• DATA FOR ANALYSIS
^^^^^^^^
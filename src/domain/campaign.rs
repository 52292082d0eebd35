//! Campaign configuration types.
//!
//! One [`CampaignConfig`] record drives the whole allocation pipeline: the
//! series count bounds the number space, the algorithm section picks the
//! generator, the limits gate each request and the format section decides how
//! a raw number is displayed.

use serde::{Deserialize, Serialize};

/// Maximum distance from UTC accepted for the campaign day boundary.
const MAX_DAY_OFFSET_MINUTES: i32 = 14 * 60;

/// Number generation strategy.
#[derive(Debug, Clone, Copy, Default, PartialEq, Eq, Hash, Serialize, Deserialize)]
#[serde(rename_all = "lowercase")]
pub enum Algorithm {
    /// Uniform rejection sampling over the whole range.
    #[default]
    Random,
    /// Ascending scan from a persisted cursor.
    Sequential,
    /// Ascending scan from a base derived from the wall clock.
    Timestamp,
}

impl std::fmt::Display for Algorithm {
    fn fmt(&self, f: &mut std::fmt::Formatter<'_>) -> std::fmt::Result {
        match self {
            Self::Random => write!(f, "random"),
            Self::Sequential => write!(f, "sequential"),
            Self::Timestamp => write!(f, "timestamp"),
        }
    }
}

/// Generator settings.
#[derive(Debug, Clone, PartialEq, Eq, Serialize, Deserialize)]
pub struct AlgorithmConfig {
    /// Selected strategy.
    #[serde(default)]
    pub algorithm: Algorithm,

    /// First value scanned by the sequential strategy when no cursor exists yet.
    #[serde(default = "default_sequential_start")]
    pub sequential_start: u64,

    /// Divisor applied to epoch milliseconds by the timestamp strategy.
    #[serde(default = "default_timestamp_multiplier")]
    pub timestamp_multiplier: u64,

    /// Stratify random draws into equal buckets (best effort).
    #[serde(default)]
    pub enforce_uniform_distribution: bool,
}

const fn default_sequential_start() -> u64 {
    1
}

const fn default_timestamp_multiplier() -> u64 {
    1000
}

impl AlgorithmConfig {
    /// Random strategy with default parameters.
    #[must_use]
    pub fn random() -> Self {
        Self::default()
    }

    /// Sequential strategy starting at `start`.
    #[must_use]
    pub fn sequential(start: u64) -> Self {
        Self {
            algorithm: Algorithm::Sequential,
            sequential_start: start,
            ..Self::default()
        }
    }

    /// Timestamp strategy with the given multiplier.
    #[must_use]
    pub fn timestamp(multiplier: u64) -> Self {
        Self {
            algorithm: Algorithm::Timestamp,
            timestamp_multiplier: multiplier,
            ..Self::default()
        }
    }

    /// Validate the algorithm settings.
    ///
    /// # Errors
    ///
    /// Returns a message describing the first invalid field.
    pub fn validate(&self) -> Result<(), String> {
        if self.timestamp_multiplier == 0 {
            return Err("timestamp_multiplier must be at least 1".to_string());
        }
        Ok(())
    }
}

impl Default for AlgorithmConfig {
    fn default() -> Self {
        Self {
            algorithm: Algorithm::Random,
            sequential_start: default_sequential_start(),
            timestamp_multiplier: default_timestamp_multiplier(),
            enforce_uniform_distribution: false,
        }
    }
}

/// Issuance limits. Each cap only applies when its flag is set.
#[derive(Debug, Clone, PartialEq, Eq, Serialize, Deserialize)]
pub struct LimitConfig {
    /// Enforce `max_per_participant`.
    #[serde(default)]
    pub enable_participant_limit: bool,

    /// Lifetime cap per participant.
    #[serde(default = "default_max_per_participant")]
    pub max_per_participant: u64,

    /// Enforce `max_per_participant_per_day`.
    #[serde(default)]
    pub enable_daily_reset: bool,

    /// Per-participant cap that resets every campaign day.
    #[serde(default = "default_max_per_participant_per_day")]
    pub max_per_participant_per_day: u64,

    /// Enforce `global_daily_limit`.
    #[serde(default)]
    pub enable_global_daily_limit: bool,

    /// Cap over all participants for one campaign day.
    #[serde(default = "default_global_daily_limit")]
    pub global_daily_limit: u64,

    /// Fixed UTC offset, in minutes, at which the campaign day starts.
    #[serde(default)]
    pub day_boundary_offset_minutes: i32,
}

const fn default_max_per_participant() -> u64 {
    100
}

const fn default_max_per_participant_per_day() -> u64 {
    50
}

const fn default_global_daily_limit() -> u64 {
    10_000
}

impl LimitConfig {
    /// Validate the limit settings.
    ///
    /// # Errors
    ///
    /// Returns a message describing the first invalid field.
    pub fn validate(&self) -> Result<(), String> {
        if self.enable_participant_limit && self.max_per_participant == 0 {
            return Err("max_per_participant must be at least 1".to_string());
        }
        if self.enable_daily_reset && self.max_per_participant_per_day == 0 {
            return Err("max_per_participant_per_day must be at least 1".to_string());
        }
        if self.enable_global_daily_limit && self.global_daily_limit == 0 {
            return Err("global_daily_limit must be at least 1".to_string());
        }
        if self.day_boundary_offset_minutes.abs() > MAX_DAY_OFFSET_MINUTES {
            return Err(format!(
                "day_boundary_offset_minutes must be within +/-{MAX_DAY_OFFSET_MINUTES}"
            ));
        }
        Ok(())
    }
}

impl Default for LimitConfig {
    fn default() -> Self {
        Self {
            enable_participant_limit: false,
            max_per_participant: default_max_per_participant(),
            enable_daily_reset: false,
            max_per_participant_per_day: default_max_per_participant_per_day(),
            enable_global_daily_limit: false,
            global_daily_limit: default_global_daily_limit(),
            day_boundary_offset_minutes: 0,
        }
    }
}

/// Why a generation request was refused.
#[derive(Debug, Clone, Copy, PartialEq, Eq, Hash, Serialize, Deserialize)]
pub enum LimitReason {
    /// Lifetime per-participant cap.
    #[serde(rename = "participant-limit-exceeded")]
    ParticipantTotal,
    /// Per-participant daily cap.
    #[serde(rename = "daily-limit-exceeded")]
    ParticipantDaily,
    /// Campaign-wide daily cap.
    #[serde(rename = "global-limit-exceeded")]
    GlobalDaily,
}

impl LimitReason {
    /// Stable identifier shown to API clients.
    #[must_use]
    pub const fn as_str(self) -> &'static str {
        match self {
            Self::ParticipantTotal => "participant-limit-exceeded",
            Self::ParticipantDaily => "daily-limit-exceeded",
            Self::GlobalDaily => "global-limit-exceeded",
        }
    }
}

impl std::fmt::Display for LimitReason {
    fn fmt(&self, f: &mut std::fmt::Formatter<'_>) -> std::fmt::Result {
        f.write_str(self.as_str())
    }
}

/// Check digit algorithm.
#[derive(Debug, Clone, Copy, Default, PartialEq, Eq, Hash, Serialize, Deserialize)]
#[serde(rename_all = "lowercase")]
pub enum ChecksumAlgorithm {
    /// Alternating 1/2 weights with digit-sum reduction.
    #[default]
    Modulo10,
    /// Cycling 2..=9 weights, remainder mod 11.
    Modulo11,
    /// Luhn doubling.
    Luhn,
}

/// Display settings for lucky numbers. Never affects the stored value.
#[derive(Debug, Clone, PartialEq, Eq, Serialize, Deserialize)]
pub struct FormatConfig {
    /// Prepend `prefix_text`.
    #[serde(default)]
    pub enable_prefix: bool,

    /// Prefix text.
    #[serde(default = "default_prefix_text")]
    pub prefix_text: String,

    /// Append `suffix_text`.
    #[serde(default)]
    pub enable_suffix: bool,

    /// Suffix text.
    #[serde(default)]
    pub suffix_text: String,

    /// Append a check digit.
    #[serde(default)]
    pub enable_checksum: bool,

    /// Check digit algorithm.
    #[serde(default)]
    pub checksum_algorithm: ChecksumAlgorithm,

    /// Zero-padded width of the numeric part.
    #[serde(default = "default_digit_width")]
    pub digit_width: u8,

    /// Apply `format_pattern`.
    #[serde(default)]
    pub enable_formatting: bool,

    /// Template where each `X` takes the next digit, e.g. `XXX-XXX`.
    #[serde(default = "default_format_pattern")]
    pub format_pattern: String,
}

fn default_prefix_text() -> String {
    "LT".to_string()
}

const fn default_digit_width() -> u8 {
    6
}

fn default_format_pattern() -> String {
    "XXX-XXX".to_string()
}

impl FormatConfig {
    /// Validate the format settings.
    ///
    /// # Errors
    ///
    /// Returns a message describing the first invalid field.
    pub fn validate(&self) -> Result<(), String> {
        if !(1..=12).contains(&self.digit_width) {
            return Err("digit_width must be between 1 and 12".to_string());
        }
        if self.enable_formatting && self.format_pattern.is_empty() {
            return Err("format_pattern cannot be empty when formatting is enabled".to_string());
        }
        Ok(())
    }
}

impl Default for FormatConfig {
    fn default() -> Self {
        Self {
            enable_prefix: false,
            prefix_text: default_prefix_text(),
            enable_suffix: false,
            suffix_text: String::new(),
            enable_checksum: false,
            checksum_algorithm: ChecksumAlgorithm::Modulo10,
            digit_width: default_digit_width(),
            enable_formatting: false,
            format_pattern: default_format_pattern(),
        }
    }
}

/// The campaign-wide configuration record.
#[derive(Debug, Clone, PartialEq, Eq, Serialize, Deserialize)]
pub struct CampaignConfig {
    /// Number of 100,000-wide series.
    #[serde(default = "default_series_count")]
    pub series_count: u32,

    /// Generator settings.
    #[serde(default)]
    pub algorithm: AlgorithmConfig,

    /// Issuance limits.
    #[serde(default)]
    pub limits: LimitConfig,

    /// Display settings.
    #[serde(default)]
    pub format: FormatConfig,

    /// Last update (milliseconds since epoch, 0 when never stored).
    #[serde(default)]
    pub updated_at: i64,
}

const fn default_series_count() -> u32 {
    1
}

impl CampaignConfig {
    /// Validate every section.
    ///
    /// # Errors
    ///
    /// Returns a message describing the first invalid field.
    pub fn validate(&self) -> Result<(), String> {
        if self.series_count == 0 {
            return Err("series_count must be at least 1".to_string());
        }
        self.algorithm.validate()?;
        self.limits.validate()?;
        self.format.validate()
    }
}

impl Default for CampaignConfig {
    fn default() -> Self {
        Self {
            series_count: default_series_count(),
            algorithm: AlgorithmConfig::default(),
            limits: LimitConfig::default(),
            format: FormatConfig::default(),
            updated_at: 0,
        }
    }
}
^^^^^^^^
• WHAT IS EXPECTED
Work out the number of lines in the records containing the word "ParticipantTotal". Write only that number.

• ANSWER TO THE EXERCISE
2